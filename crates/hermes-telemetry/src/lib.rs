//! Logging and metrics for Hermes.
//!
//! - **Logging**: [`init_logging`] installs a `tracing-subscriber` registry
//!   with JSON or pretty output.
//! - **Metrics**: [`record_request`] feeds the `metrics` facade;
//!   [`init_metrics`] installs a Prometheus recorder.
//!
//! Both are optional: the dispatcher logs through `tracing` and records
//! through `metrics` whether or not anything is installed.

#![warn(missing_docs)]

pub mod error;
pub mod logging;
pub mod metrics;

pub use self::error::TelemetryError;
pub use self::logging::{create_env_filter, init_logging, LogConfig, LogFormat};
pub use self::metrics::{
    init_metrics, record_error, record_request, render_metrics, InFlightGuard, MetricsConfig,
};

/// Result type for telemetry operations.
pub type TelemetryResult<T> = Result<T, TelemetryError>;
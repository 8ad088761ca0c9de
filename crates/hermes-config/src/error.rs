//! Configuration error types.

use std::path::{Path, PathBuf};

use thiserror::Error;

/// Errors raised while loading or validating configuration.
#[derive(Debug, Error)]
pub enum ConfigError {
    /// Configuration file does not exist.
    #[error("configuration file not found: {path}")]
    FileNotFound {
        /// Path that was looked up.
        path: PathBuf,
    },

    /// Configuration file exists but could not be read.
    #[error("failed to read configuration file {path}: {source}")]
    ReadError {
        /// Path of the file.
        path: PathBuf,
        /// Underlying I/O error.
        #[source]
        source: std::io::Error,
    },

    /// TOML syntax error.
    #[error("invalid TOML: {0}")]
    Toml(#[from] toml::de::Error),

    /// JSON syntax error, or a merged document that does not fit the schema.
    #[error("invalid configuration: {0}")]
    Json(#[from] serde_json::Error),

    /// The file extension or format name is not TOML or JSON.
    #[error("unsupported configuration format: {0}")]
    UnsupportedFormat(String),

    /// A `.env` file exists but could not be parsed.
    #[error("failed to load .env file: {0}")]
    Dotenv(String),

    /// An environment variable could not be converted to the field's type.
    #[error("invalid value in environment variable {var}: {reason}")]
    EnvParse {
        /// Variable name.
        var: String,
        /// What was wrong with it.
        reason: String,
    },

    /// A field holds a value the framework cannot use.
    #[error("invalid value for {field}: {reason}")]
    InvalidValue {
        /// Dotted field path, e.g. `server.addr`.
        field: String,
        /// What was wrong with it.
        reason: String,
    },
}

impl ConfigError {
    /// Missing file at `path`.
    pub fn file_not_found(path: impl AsRef<Path>) -> Self {
        Self::FileNotFound {
            path: path.as_ref().to_path_buf(),
        }
    }

    /// I/O failure while reading `path`.
    pub fn read_error(path: impl AsRef<Path>, source: std::io::Error) -> Self {
        Self::ReadError {
            path: path.as_ref().to_path_buf(),
            source,
        }
    }

    /// Bad environment variable value.
    pub fn env_parse(var: impl Into<String>, reason: impl Into<String>) -> Self {
        Self::EnvParse {
            var: var.into(),
            reason: reason.into(),
        }
    }

    /// Bad field value found during validation.
    pub fn invalid_value(field: impl Into<String>, reason: impl Into<String>) -> Self {
        Self::InvalidValue {
            field: field.into(),
            reason: reason.into(),
        }
    }
}

#[cfg(test)]
mod tests {
    use super::*;

    #[test]
    fn test_file_not_found_error() {
        let err = ConfigError::file_not_found("/etc/hermes/hermes.toml");
        assert!(err.to_string().contains("/etc/hermes/hermes.toml"));
    }

    #[test]
    fn test_env_parse_error() {
        let err = ConfigError::env_parse("HERMES__SERVER__BODY_LIMIT", "expected integer");
        let message = err.to_string();
        assert!(message.contains("HERMES__SERVER__BODY_LIMIT"));
        assert!(message.contains("expected integer"));
    }

    #[test]
    fn test_invalid_value_error() {
        let err = ConfigError::invalid_value("routing.route_prefix", "must start with '/'");
        assert_eq!(
            err.to_string(),
            "invalid value for routing.route_prefix: must start with '/'"
        );
    }

    #[test]
    fn test_toml_error_converts() {
        let parse: Result<toml::Value, _> = toml::from_str("[server");
        let err: ConfigError = parse.unwrap_err().into();
        assert!(matches!(err, ConfigError::Toml(_)));
    }
}
fn apply_env_var(
    config: &mut HermesConfig,
    var: &str,
    path: &str,
    value: &str,
) -> Result<(), ConfigError> {
    let parts: Vec<String> = path.split("__").map(str::to_ascii_lowercase).collect();
    let parts: Vec<&str> = parts.iter().map(String::as_str).collect();

    match parts.as_slice() {
        ["server", "addr"] => config.server.addr = value.to_string(),
        ["server", "shutdown_timeout_secs"] => {
            config.server.shutdown_timeout_secs = parse_value(var, value)?;
        }
        ["server", "request_timeout_ms"] => {
            config.server.request_timeout_ms = parse_value(var, value)?;
        }
        ["server", "body_limit"] => config.server.body_limit = parse_value(var, value)?,
        ["server", "keep_alive"] => config.server.keep_alive = parse_flag(var, value)?,

        ["routing", "route_prefix"] => config.routing.route_prefix = non_empty(value),
        ["routing", "development_mode"] => {
            config.routing.development_mode = Some(parse_flag(var, value)?);
        }
        ["routing", "default_error_handler"] => {
            config.routing.default_error_handler = parse_flag(var, value)?;
        }
        ["routing", "use_class_transformer"] => {
            config.routing.use_class_transformer = parse_flag(var, value)?;
        }
        ["routing", "template_dir"] => {
            config.routing.template_dir = non_empty(value).map(PathBuf::from);
        }
        ["routing", "error_overriding_map"] => {
            config.routing.error_overriding_map = serde_json::from_str(value)
                .map_err(|e| ConfigError::env_parse(var, format!("expected a JSON object: {e}")))?;
        }

        ["logging", "enabled"] => config.logging.enabled = parse_flag(var, value)?,
        ["logging", "level"] => config.logging.level = value.to_string(),
        ["logging", "format"] => {
            config.logging.format = match value.to_ascii_lowercase().as_str() {
                "json" => LogFormat::Json,
                "pretty" => LogFormat::Pretty,
                _ => return Err(ConfigError::env_parse(var, "expected `json` or `pretty`")),
            };
        }
        ["logging", "span_events"] => config.logging.span_events = parse_flag(var, value)?,
        ["logging", "file_line_info"] => config.logging.file_line_info = parse_flag(var, value)?,
        ["logging", "include_target"] => config.logging.include_target = parse_flag(var, value)?,

        ["metrics", "enabled"] => config.metrics.enabled = parse_flag(var, value)?,
        ["metrics", "addr"] => config.metrics.addr = non_empty(value),
        ["metrics", "duration_buckets"] => {
            config.metrics.duration_buckets = value
                .split(',')
                .map(|bucket| parse_value(var, bucket.trim()))
                .collect::<Result<_, _>>()?;
        }

        _ => tracing::warn!(var, "ignoring unknown configuration variable"),
    }
    Ok(())
}

fn parse_value<T>(var: &str, value: &str) -> Result<T, ConfigError>
where
    T: FromStr,
    T::Err: Display,
{
    value
        .parse()
        .map_err(|e: T::Err| ConfigError::env_parse(var, e.to_string()))
}

fn parse_flag(var: &str, value: &str) -> Result<bool, ConfigError> {
    parse_bool(value).ok_or_else(|| ConfigError::env_parse(var, "expected a boolean"))
}

fn non_empty(value: &str) -> Option<String> {
    (!value.is_empty()).then(|| value.to_string())
}

/// Accepts `true/1/yes/on` and `false/0/no/off`, case-insensitively.
fn parse_bool(s: &str) -> Option<bool> {
    match s.to_ascii_lowercase().as_str() {
        "true" | "1" | "yes" | "on" => Some(true),
        "false" | "0" | "no" | "off" => Some(false),
        _ => None,
    }
}
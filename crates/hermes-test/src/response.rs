//! Test response wrapper.

use std::fmt;

use bytes::Bytes;
use http::{header, HeaderMap, HeaderValue, StatusCode};
use serde::de::DeserializeOwned;
use serde_json::Value;

use crate::error::TestError;

/// A buffered response with assertion helpers.
///
/// The `assert_*` methods panic with a readable message and return `&Self`
/// so several checks can be chained.
#[derive(Clone)]
pub struct TestResponse {
    status: StatusCode,
    headers: HeaderMap,
    body: Bytes,
}

impl TestResponse {
    /// Wraps a buffered HTTP response.
    pub fn from_http(response: http::Response<Bytes>) -> Self {
        let (parts, body) = response.into_parts();
        Self {
            status: parts.status,
            headers: parts.headers,
            body,
        }
    }

    /// Creates a response from raw parts.
    pub fn new(status: StatusCode, headers: HeaderMap, body: Bytes) -> Self {
        Self {
            status,
            headers,
            body,
        }
    }

    /// Status code.
    pub fn status(&self) -> StatusCode {
        self.status
    }

    /// Status code as a number.
    pub fn status_code(&self) -> u16 {
        self.status.as_u16()
    }

    /// True for 2xx.
    pub fn is_success(&self) -> bool {
        self.status.is_success()
    }

    /// True for 3xx.
    pub fn is_redirect(&self) -> bool {
        self.status.is_redirection()
    }

    /// True for 4xx.
    pub fn is_client_error(&self) -> bool {
        self.status.is_client_error()
    }

    /// True for 5xx.
    pub fn is_server_error(&self) -> bool {
        self.status.is_server_error()
    }

    /// Response headers.
    pub fn headers(&self) -> &HeaderMap {
        &self.headers
    }

    /// A header value.
    pub fn header(&self, name: impl AsRef<str>) -> Option<&HeaderValue> {
        self.headers.get(name.as_ref())
    }

    /// A header value as text.
    pub fn header_str(&self, name: impl AsRef<str>) -> Option<&str> {
        self.header(name).and_then(|v| v.to_str().ok())
    }

    /// The `Content-Type` header.
    pub fn content_type(&self) -> Option<&str> {
        self.header_str(header::CONTENT_TYPE.as_str())
    }

    /// The `Location` header.
    pub fn location(&self) -> Option<&str> {
        self.header_str(header::LOCATION.as_str())
    }

    /// Raw body.
    pub fn body(&self) -> &Bytes {
        &self.body
    }

    /// Body as UTF-8 text.
    pub fn text(&self) -> Result<String, TestError> {
        Ok(String::from_utf8(self.body.to_vec())?)
    }

    /// Body deserialized from JSON.
    pub fn json<T: DeserializeOwned>(&self) -> Result<T, TestError> {
        Ok(serde_json::from_slice(&self.body)?)
    }

    /// Body as a JSON value.
    pub fn json_value(&self) -> Result<Value, TestError> {
        self.json()
    }

    /// Asserts the status.
    ///
    /// # Panics
    ///
    /// Panics when the status differs.
    pub fn assert_status(&self, expected: StatusCode) -> &Self {
        assert_eq!(
            self.status,
            expected,
            "expected status {expected}, got {} with body {}",
            self.status,
            String::from_utf8_lossy(&self.body)
        );
        self
    }

    /// Asserts the status as a number.
    pub fn assert_status_code(&self, expected: u16) -> &Self {
        assert_eq!(
            self.status.as_u16(),
            expected,
            "expected status {expected}, got {}",
            self.status
        );
        self
    }

    /// Asserts a header value.
    pub fn assert_header(&self, name: impl AsRef<str>, expected: impl AsRef<str>) -> &Self {
        let name = name.as_ref();
        let actual = self
            .header_str(name)
            .unwrap_or_else(|| panic!("header '{name}' not found"));
        assert_eq!(actual, expected.as_ref(), "header '{name}' mismatch");
        self
    }

    /// Asserts a header is absent.
    pub fn assert_no_header(&self, name: impl AsRef<str>) -> &Self {
        let name = name.as_ref();
        assert!(
            self.header(name).is_none(),
            "header '{name}' should be absent, got {:?}",
            self.header(name)
        );
        self
    }

    /// Asserts the `Content-Type` starts with `expected`.
    pub fn assert_content_type(&self, expected: impl AsRef<str>) -> &Self {
        let expected = expected.as_ref();
        let actual = self
            .content_type()
            .unwrap_or_else(|| panic!("Content-Type not found, expected '{expected}'"));
        assert!(
            actual.starts_with(expected),
            "Content-Type: expected '{expected}', got '{actual}'"
        );
        self
    }

    /// Asserts the body equals `expected`.
    pub fn assert_body_eq(&self, expected: impl AsRef<str>) -> &Self {
        assert_eq!(
            String::from_utf8_lossy(&self.body),
            expected.as_ref(),
            "body mismatch"
        );
        self
    }

    /// Asserts the body contains `expected`.
    pub fn assert_body_contains(&self, expected: impl AsRef<str>) -> &Self {
        let expected = expected.as_ref();
        let body = String::from_utf8_lossy(&self.body);
        assert!(
            body.contains(expected),
            "body should contain '{expected}', got: {body}"
        );
        self
    }

    /// Asserts the body is empty.
    pub fn assert_empty_body(&self) -> &Self {
        assert!(
            self.body.is_empty(),
            "body should be empty, got: {}",
            String::from_utf8_lossy(&self.body)
        );
        self
    }

    /// Asserts the body is JSON equal to `expected`.
    pub fn assert_json(&self, expected: &Value) -> &Self {
        let actual = self
            .json_value()
            .unwrap_or_else(|e| panic!("body is not JSON ({e}): {}", String::from_utf8_lossy(&self.body)));
        assert_eq!(&actual, expected, "JSON body mismatch");
        self
    }

    /// Asserts every field of `expected` appears with the same value in the
    /// JSON object body.
    pub fn assert_json_contains(&self, expected: &Value) -> &Self {
        let actual = self
            .json_value()
            .unwrap_or_else(|e| panic!("body is not JSON ({e}): {}", String::from_utf8_lossy(&self.body)));
        let Some(fields) = expected.as_object() else {
            panic!("assert_json_contains expects an object, got {expected}");
        };
        for (key, value) in fields {
            assert_eq!(
                actual.get(key),
                Some(value),
                "field '{key}' mismatch in {actual}"
            );
        }
        self
    }
}

impl fmt::Debug for TestResponse {
    fn fmt(&self, f: &mut fmt::Formatter<'_>) -> fmt::Result {
        f.debug_struct("TestResponse")
            .field("status", &self.status)
            .field("headers", &self.headers)
            .field("body", &String::from_utf8_lossy(&self.body))
            .finish()
    }
}

#[cfg(test)]
mod tests {
    use super::*;
    use serde_json::json;

    fn response(status: StatusCode, content_type: &str, body: &'static str) -> TestResponse {
        let mut headers = HeaderMap::new();
        headers.insert(
            header::CONTENT_TYPE,
            HeaderValue::from_str(content_type).unwrap(),
        );
        TestResponse::new(status, headers, Bytes::from_static(body.as_bytes()))
    }

    #[test]
    fn test_status_helpers() {
        let ok = response(StatusCode::OK, "text/plain", "ok");
        assert!(ok.is_success());
        assert!(!ok.is_client_error());
        assert_eq!(ok.status_code(), 200);

        let missing = response(StatusCode::NOT_FOUND, "text/plain", "");
        assert!(missing.is_client_error());
        assert!(!missing.is_server_error());
    }

    #[test]
    fn test_json_assertions() {
        let res = response(
            StatusCode::OK,
            "application/json; charset=utf-8",
            r#"{"id":1,"title":"First"}"#,
        );
        res.assert_status(StatusCode::OK)
            .assert_content_type("application/json")
            .assert_json(&json!({ "id": 1, "title": "First" }))
            .assert_json_contains(&json!({ "id": 1 }));
    }

    #[test]
    fn test_text_and_headers() {
        let res = response(StatusCode::OK, "text/plain; charset=utf-8", "hello");
        assert_eq!(res.text().unwrap(), "hello");
        res.assert_header("content-type", "text/plain; charset=utf-8")
            .assert_no_header("location")
            .assert_body_contains("ell")
            .assert_body_eq("hello");
    }

    #[test]
    #[should_panic(expected = "expected status 201")]
    fn test_assert_status_panics() {
        response(StatusCode::OK, "text/plain", "").assert_status(StatusCode::CREATED);
    }

    #[test]
    fn test_invalid_utf8() {
        let res = TestResponse::new(
            StatusCode::OK,
            HeaderMap::new(),
            Bytes::from_static(&[0xff, 0xfe]),
        );
        assert!(matches!(res.text(), Err(TestError::Utf8(_))));
    }
}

★ ★ ★

BRIEF: Please state how many lines in the listing hold the string "fields", giving the number alone.

REPLY TO THE TASK: 2